_Task goal:_ Which of the lines in the data below contain the string "init"? Copy each of them.

====== Record set

//! Process-wide table of curves.
//!
//! The registry holds one [`Curve`] per compiled-in driver. It is built on
//! first use and never changes afterwards, so lookups need no locking.
//! Typed access goes through [`RegisteredDriver::curve`]; lookups by
//! [`BackendConfig`] or by textual identifier return a [`CurveRef`].

use std::sync::OnceLock;

use tracing::{debug, instrument};

use crate::backend::Driver;
use crate::config::BackendConfig;
use crate::curve::Curve;
use crate::errors::Error;

#[cfg(feature = "ark_bls12381")]
use crate::backend::ArkBls12;
#[cfg(feature = "ark_bls12377")]
use crate::backend::ArkBls377;
#[cfg(feature = "ark_bn254")]
use crate::backend::ArkBn254;
#[cfg(feature = "blst")]
use crate::backend::BlstBls12;

pub struct Registry {
    #[cfg(feature = "blst")]
    blst_bls12: Curve<BlstBls12>,
    #[cfg(feature = "ark_bls12381")]
    ark_bls12: Curve<ArkBls12>,
    #[cfg(feature = "ark_bls12377")]
    ark_bls377: Curve<ArkBls377>,
    #[cfg(feature = "ark_bn254")]
    ark_bn254: Curve<ArkBn254>,
}

static REGISTRY: OnceLock<Registry> = OnceLock::new();

fn build<D: Driver>() -> Curve<D> {
    Curve::new().expect("compiled-in drivers are supported")
}

impl Registry {
    /// The shared registry, built on first call.
    pub fn global() -> &'static Registry {
        REGISTRY.get_or_init(Registry::init)
    }

    #[instrument(level = "debug")]
    fn init() -> Registry {
        let registry = Registry {
            #[cfg(feature = "blst")]
            blst_bls12: build(),
            #[cfg(feature = "ark_bls12381")]
            ark_bls12: build(),
            #[cfg(feature = "ark_bls12377")]
            ark_bls377: build(),
            #[cfg(feature = "ark_bn254")]
            ark_bn254: build(),
        };
        debug!(curves = registry.configs().len(), "curve registry ready");
        registry
    }

    /// Every configuration served by this build.
    pub fn configs(&self) -> Vec<BackendConfig> {
        #[allow(unused_mut)]
        let mut configs = Vec::new();
        #[cfg(feature = "blst")]
        configs.push(BlstBls12::CONFIG);
        #[cfg(feature = "ark_bls12381")]
        configs.push(ArkBls12::CONFIG);
        #[cfg(feature = "ark_bls12377")]
        configs.push(ArkBls377::CONFIG);
        #[cfg(feature = "ark_bn254")]
        configs.push(ArkBn254::CONFIG);
        configs
    }

    pub fn lookup(&'static self, config: BackendConfig) -> Result<CurveRef, Error> {
        config.ensure_supported()?;
        match config {
            #[cfg(feature = "blst")]
            c if c == BlstBls12::CONFIG => Ok(CurveRef::BlstBls12(&self.blst_bls12)),
            #[cfg(feature = "ark_bls12381")]
            c if c == ArkBls12::CONFIG => Ok(CurveRef::ArkBls12(&self.ark_bls12)),
            #[cfg(feature = "ark_bls12377")]
            c if c == ArkBls377::CONFIG => Ok(CurveRef::ArkBls377(&self.ark_bls377)),
            #[cfg(feature = "ark_bn254")]
            c if c == ArkBn254::CONFIG => Ok(CurveRef::ArkBn254(&self.ark_bn254)),
            other => Err(Error::InvalidConfig(format!("no curve registered for {other}"))),
        }
    }

    /// Looks up a curve by identifier such as `"BN254/arkworks"`.
    pub fn get(&'static self, id: &str) -> Result<CurveRef, Error> {
        self.lookup(id.parse()?)
    }
}

impl core::fmt::Debug for Registry {
    fn fmt(&self, f: &mut core::fmt::Formatter<'_>) -> core::fmt::Result {
        f.debug_struct("Registry")
            .field("configs", &self.configs())
            .finish()
    }
}

/// A registered curve whose driver is chosen at run time.
#[derive(Clone, Copy, Debug)]
pub enum CurveRef {
    #[cfg(feature = "blst")]
    BlstBls12(&'static Curve<BlstBls12>),
    #[cfg(feature = "ark_bls12381")]
    ArkBls12(&'static Curve<ArkBls12>),
    #[cfg(feature = "ark_bls12377")]
    ArkBls377(&'static Curve<ArkBls377>),
    #[cfg(feature = "ark_bn254")]
    ArkBn254(&'static Curve<ArkBn254>),
}

macro_rules! dispatch {
    ($self:ident, $curve:ident => $body:expr) => {
        match *$self {
            #[cfg(feature = "blst")]
            CurveRef::BlstBls12($curve) => $body,
            #[cfg(feature = "ark_bls12381")]
            CurveRef::ArkBls12($curve) => $body,
            #[cfg(feature = "ark_bls12377")]
            CurveRef::ArkBls377($curve) => $body,
            #[cfg(feature = "ark_bn254")]
            CurveRef::ArkBn254($curve) => $body,
        }
    };
}

impl CurveRef {
    pub fn config(&self) -> BackendConfig {
        dispatch!(self, c => c.config())
    }

    pub fn coordinate_byte_size(&self) -> usize {
        dispatch!(self, c => c.coordinate_byte_size())
    }

    pub fn g1_byte_size(&self) -> usize {
        dispatch!(self, c => c.g1_byte_size())
    }

    pub fn compressed_g1_byte_size(&self) -> usize {
        dispatch!(self, c => c.compressed_g1_byte_size())
    }

    pub fn g2_byte_size(&self) -> usize {
        dispatch!(self, c => c.g2_byte_size())
    }

    pub fn compressed_g2_byte_size(&self) -> usize {
        dispatch!(self, c => c.compressed_g2_byte_size())
    }

    pub fn gt_byte_size(&self) -> usize {
        dispatch!(self, c => c.gt_byte_size())
    }

    pub fn scalar_byte_size(&self) -> usize {
        dispatch!(self, c => c.scalar_byte_size())
    }

    /// Encoded generators `(G1, G2, Gt)`.
    pub fn generator_bytes(&self) -> (Vec<u8>, Vec<u8>, Vec<u8>) {
        dispatch!(self, c => (c.gen_g1().bytes(), c.gen_g2().bytes(), c.gen_gt().bytes()))
    }
}

/// Drivers with a slot in the global registry.
pub trait RegisteredDriver: Driver {
    fn curve() -> &'static Curve<Self>;
}

#[cfg(feature = "blst")]
impl RegisteredDriver for BlstBls12 {
    fn curve() -> &'static Curve<Self> {
        &Registry::global().blst_bls12
    }
}

#[cfg(feature = "ark_bls12381")]
impl RegisteredDriver for ArkBls12 {
    fn curve() -> &'static Curve<Self> {
        &Registry::global().ark_bls12
    }
}

#[cfg(feature = "ark_bls12377")]
impl RegisteredDriver for ArkBls377 {
    fn curve() -> &'static Curve<Self> {
        &Registry::global().ark_bls377
    }
}

#[cfg(feature = "ark_bn254")]
impl RegisteredDriver for ArkBn254 {
    fn curve() -> &'static Curve<Self> {
        &Registry::global().ark_bn254
    }
}
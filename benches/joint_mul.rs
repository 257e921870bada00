use bilinear::{Curve, RegisteredDriver};
use criterion::{black_box, criterion_group, criterion_main, Criterion};
use rand::{rngs::StdRng, SeedableRng};

fn bench_driver<D: RegisteredDriver>(c: &mut Criterion, label: &str) {
    let curve: &Curve<D> = D::curve();
    let mut rng = StdRng::seed_from_u64(42);
    let s1 = curve.new_random_zr(&mut rng);
    let s2 = curve.new_random_zr(&mut rng);
    let a = curve.gen_g1();
    let b = curve.hash_to_g1(b"bench").expect("hash to g1");

    c.bench_function(&format!("{label}/g1_mul2"), |bench| {
        bench.iter(|| black_box(a.mul2(black_box(&s1), &b, black_box(&s2))));
    });
    c.bench_function(&format!("{label}/g1_mul_mul_add"), |bench| {
        bench.iter(|| black_box(a.mul(black_box(&s1)).add(&b.mul(black_box(&s2)))));
    });

    let n = 64;
    let left: Vec<_> = (0..n).map(|_| curve.new_random_zr(&mut rng)).collect();
    let right: Vec<_> = (0..n).map(|_| curve.new_random_zr(&mut rng)).collect();
    let gens: Vec<_> = (0..n).map(|i| a.mul(&curve.new_zr_from_u64(i as u64 + 1))).collect();
    c.bench_function(&format!("{label}/pairs_of_products_64"), |bench| {
        bench.iter(|| {
            let res = curve
                .add_pairs_of_products(&left, &right, &gens, &gens)
                .expect("equal lengths");
            black_box(res);
        });
    });
}

fn criterion_benches(c: &mut Criterion) {
    #[cfg(feature = "blst")]
    bench_driver::<bilinear::BlstBls12>(c, "blst");
    #[cfg(feature = "ark_bls12381")]
    bench_driver::<bilinear::ArkBls12>(c, "arkworks_bls12_381");
    #[cfg(feature = "ark_bls12377")]
    bench_driver::<bilinear::ArkBls377>(c, "arkworks_bls12_377");
    #[cfg(feature = "ark_bn254")]
    bench_driver::<bilinear::ArkBn254>(c, "arkworks_bn254");
}

criterion_group!(benches, criterion_benches);
criterion_main!(benches);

============

_Response:_
        REGISTRY.get_or_init(Registry::init)
    fn init() -> Registry {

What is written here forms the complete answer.